一行は日本縦断の道程を進むなかで、京都にも立ち寄った。嵐山高雄パークウェイでは「高雄サンデーミーティング」が開かれていた。京都クラシックカー界の顔である清水倫正氏が主催し、160回を超える歴史を持つ集いである。会場にはトヨタ・セリカGTVやホンダS800といった往年の国産車に加え、欧州のコンバーチブルも並び、山あいの緑に鮮やかな彩りを添えていた。
全く別のクラシックカーラリーに参加する海外から来た一行が日本のオーナーたちと束の間交流し、日本の愛好家がデスティネーションラリーのクラシックカーを興味深そうに眺める──会場には穏やかな時間が流れていた。

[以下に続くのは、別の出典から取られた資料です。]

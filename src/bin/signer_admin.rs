//! Signer Administration CLI
//!
//! Register and revoke multisig signers, generate Ed25519 keypairs and
//! produce approval signatures for proposals.

use std::path::PathBuf;

use anyhow::{anyhow, Context, Result};
use clap::{Parser, Subcommand};

use trustchain::audit::AuditLogger;
use trustchain::config::{AppConfig, ApprovalBinding};
use trustchain::crypto::SecretKeyMaterial;
use trustchain::database::Database;
use trustchain::multisig::{MultisigEngine, SignerRecord, SignerRegistry, SignerRole};
use trustchain::signing::ResolvedSigner;

use base64::{engine::general_purpose::STANDARD, Engine as _};

#[derive(Parser)]
#[command(name = "signer-admin")]
#[command(about = "Manage multisig signers and approval signatures")]
#[command(version)]
struct Cli {
    #[command(subcommand)]
    command: Commands,

    /// Database URL (overrides the configuration file)
    #[arg(long)]
    database_url: Option<String>,

    /// Configuration file
    #[arg(short, long)]
    config: Option<PathBuf>,
}

#[derive(Subcommand)]
enum Commands {
    /// Register a signer
    Register {
        /// Signer id
        signer_id: String,

        /// Public key: PEM, hex (secp256k1), base64 (Ed25519) or a file path
        #[arg(short, long)]
        public_key: String,

        /// Role (signer, operator)
        #[arg(short, long, default_value = "signer")]
        role: String,

        #[arg(long)]
        comment: Option<String>,
    },

    /// Revoke a signer
    Revoke {
        /// Signer id
        signer_id: String,

        /// Revocation reason
        #[arg(short, long)]
        reason: Option<String>,
    },

    /// List signers
    List {
        /// Include revoked signers
        #[arg(short, long)]
        all: bool,
    },

    /// Show signer details
    Show {
        /// Signer id
        signer_id: String,
    },

    /// Generate an Ed25519 keypair
    Generate {
        /// Write `<name>.key` and `<name>.pub` into this directory instead of printing
        #[arg(short, long)]
        out_dir: Option<PathBuf>,

        /// File name stem
        #[arg(short, long, default_value = "signer")]
        name: String,
    },

    /// Sign a proposal's approval message
    Sign {
        /// Proposal id
        proposal_id: String,

        /// Private key: PEM, hex (secp256k1), base64 seed (Ed25519) or a file path
        #[arg(short, long)]
        key: String,
    },
}

#[tokio::main]
async fn main() -> Result<()> {
    tracing_subscriber::fmt()
        .with_env_filter(
            tracing_subscriber::EnvFilter::try_from_default_env()
                .unwrap_or_else(|_| "trustchain=warn".into()),
        )
        .with_writer(std::io::stderr)
        .init();

    let cli = Cli::parse();

    // Key generation needs no store
    if let Commands::Generate { out_dir, name } = &cli.command {
        return generate(out_dir.as_ref(), name);
    }

    let config = AppConfig::load(cli.config.as_deref()).context("loading configuration")?;
    let database_url = cli
        .database_url
        .clone()
        .unwrap_or_else(|| config.database_url.clone());
    let db = Database::new(&database_url)
        .await
        .with_context(|| format!("connecting to {}", database_url))?;

    let signer = ResolvedSigner::resolve(&config)?;
    let logger = AuditLogger::new(db.clone(), signer);
    let registry = SignerRegistry::new(db.pool().clone()).with_audit(logger.clone());

    match cli.command {
        Commands::Register {
            signer_id,
            public_key,
            role,
            comment,
        } => {
            let role: SignerRole = role.parse()?;
            let public_key = read_text(&public_key)?;
            let record = registry
                .register(&signer_id, &public_key, role, comment.as_deref())
                .await?;
            println!("Signer registered successfully:");
            print_signer_details(&record);
        }

        Commands::Revoke { signer_id, reason } => {
            let record = registry.revoke(&signer_id, reason.as_deref()).await?;
            println!("Signer revoked successfully: {}", record.signer_id);
        }

        Commands::List { all } => {
            let signers = registry.list(all).await?;
            print_signers(&signers);
        }

        Commands::Show { signer_id } => match registry.get(&signer_id).await? {
            Some(record) => print_signer_details(&record),
            None => println!("Signer not found: {}", signer_id),
        },

        Commands::Sign { proposal_id, key } => {
            let secret = SecretKeyMaterial::parse(&read_text(&key)?)?;
            let engine = MultisigEngine::new(db, logger, config.multisig.approval_binding);
            let message = engine.approval_message(&proposal_id).await?;
            let signature = secret.sign_message(&message)?;

            let binding = match engine.binding() {
                ApprovalBinding::Canonical => "canonical",
                ApprovalBinding::ProposalId => "proposal_id",
            };
            eprintln!("Signed {} approval message ({} bytes)", binding, message.len());
            println!("{}", STANDARD.encode(signature));
        }

        Commands::Generate { out_dir, name } => generate(out_dir.as_ref(), &name)?,
    }

    Ok(())
}

fn generate(out_dir: Option<&PathBuf>, name: &str) -> Result<()> {
    let secret = SecretKeyMaterial::generate_ed25519();
    let private_pem = secret.to_encoded()?;
    let public_pem = secret.public_key().to_encoded()?;

    match out_dir {
        Some(dir) => {
            std::fs::create_dir_all(dir)?;
            let key_path = dir.join(format!("{}.key", name));
            let pub_path = dir.join(format!("{}.pub", name));
            if key_path.exists() {
                return Err(anyhow!("refusing to overwrite {:?}", key_path));
            }
            std::fs::write(&key_path, &private_pem)?;
            std::fs::write(&pub_path, &public_pem)?;
            println!("Keypair generated:");
            println!("  Private key: {:?}", key_path);
            println!("  Public key:  {:?}", pub_path);
        }
        None => {
            print!("{}", private_pem);
            print!("{}", public_pem);
        }
    }
    Ok(())
}

/// Key material given inline or as a file path.
fn read_text(value: &str) -> Result<String> {
    let path = std::path::Path::new(value);
    if path.is_file() {
        return std::fs::read_to_string(path).with_context(|| format!("reading {:?}", path));
    }
    Ok(value.trim().to_string())
}

fn print_signers(signers: &[SignerRecord]) {
    if signers.is_empty() {
        println!("No signers found");
        return;
    }

    println!(
        "{:<24} {:<10} {:<10} {:<10} {:<20}",
        "Signer ID", "Key Type", "Role", "Status", "Created"
    );
    println!("{}", "-".repeat(78));

    for signer in signers {
        println!(
            "{:<24} {:<10} {:<10} {:<10} {:<20}",
            signer.signer_id,
            signer.key_type,
            signer.role.as_str(),
            signer.status.as_str(),
            signer.created_at.format("%Y-%m-%d %H:%M:%S")
        );
    }
}

fn print_signer_details(signer: &SignerRecord) {
    println!("  Signer ID: {}", signer.signer_id);
    println!("  Key Type: {}", signer.key_type);
    println!("  Role: {}", signer.role.as_str());
    println!("  Status: {}", signer.status.as_str());
    println!("  Created: {}", signer.created_at);
    if let Some(revoked_at) = signer.revoked_at {
        println!("  Revoked: {}", revoked_at);
    }
    if let Some(comment) = &signer.comment {
        println!("  Comment: {}", comment);
    }
    println!("  Public Key:\n{}", signer.public_key);
}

そこに並ぶ一角に、ネグローニのサインボードを掲げた私たちの小さなブースもあった。隣接するカフェテントにコーヒーブレイクに立ち寄った夫妻は、ふとそのサインを目に留めた。
嵐山での邂逅
ジェラード氏はサインボードを目にした瞬間、驚きの声をあげた。
「このサインを譲ってくれないか」
最初は何のことか分からなかった。だが彼の熱を帯びた語りを聞くうちに、ベルギーのガレージに眠る“NEGRONI”と、この地に掲げられていた小さなボードが、一本の線で結ばれていることを理解した。偶然に見えて、これは名前が呼び寄せた必然だったのかもしれない。
私たちはその物語に心を動かされ、サインボードを彼に手渡した。夫妻は深紅のイデアコルサと共に911のブートに収め、バッテリーの細かな整備を終えると、次の目的地へと走り出していった。いまもそのサインボードは彼のガレージに保管されているという。所謂 “小さなイベントサイン” にすぎないはずのものが、国境を越えて結ばれた縁の象徴となった。
ネグローニという名前がなぜブランド名になったのか。
私たちはその物語をブランド創始者からつぶさに聞かされたわけではない。並々ならぬ強い思いがあったのかもしれないし、カクテルに酔ったときに響きが気に入って、なんとなく手帳に書き込んだだけかもしれない。
そんな「ふわりと置かれた言葉」が、ときに思いがけない縁を呼び寄せる。誰かが気に入ってくれる。でも、それはそれでいいではないか。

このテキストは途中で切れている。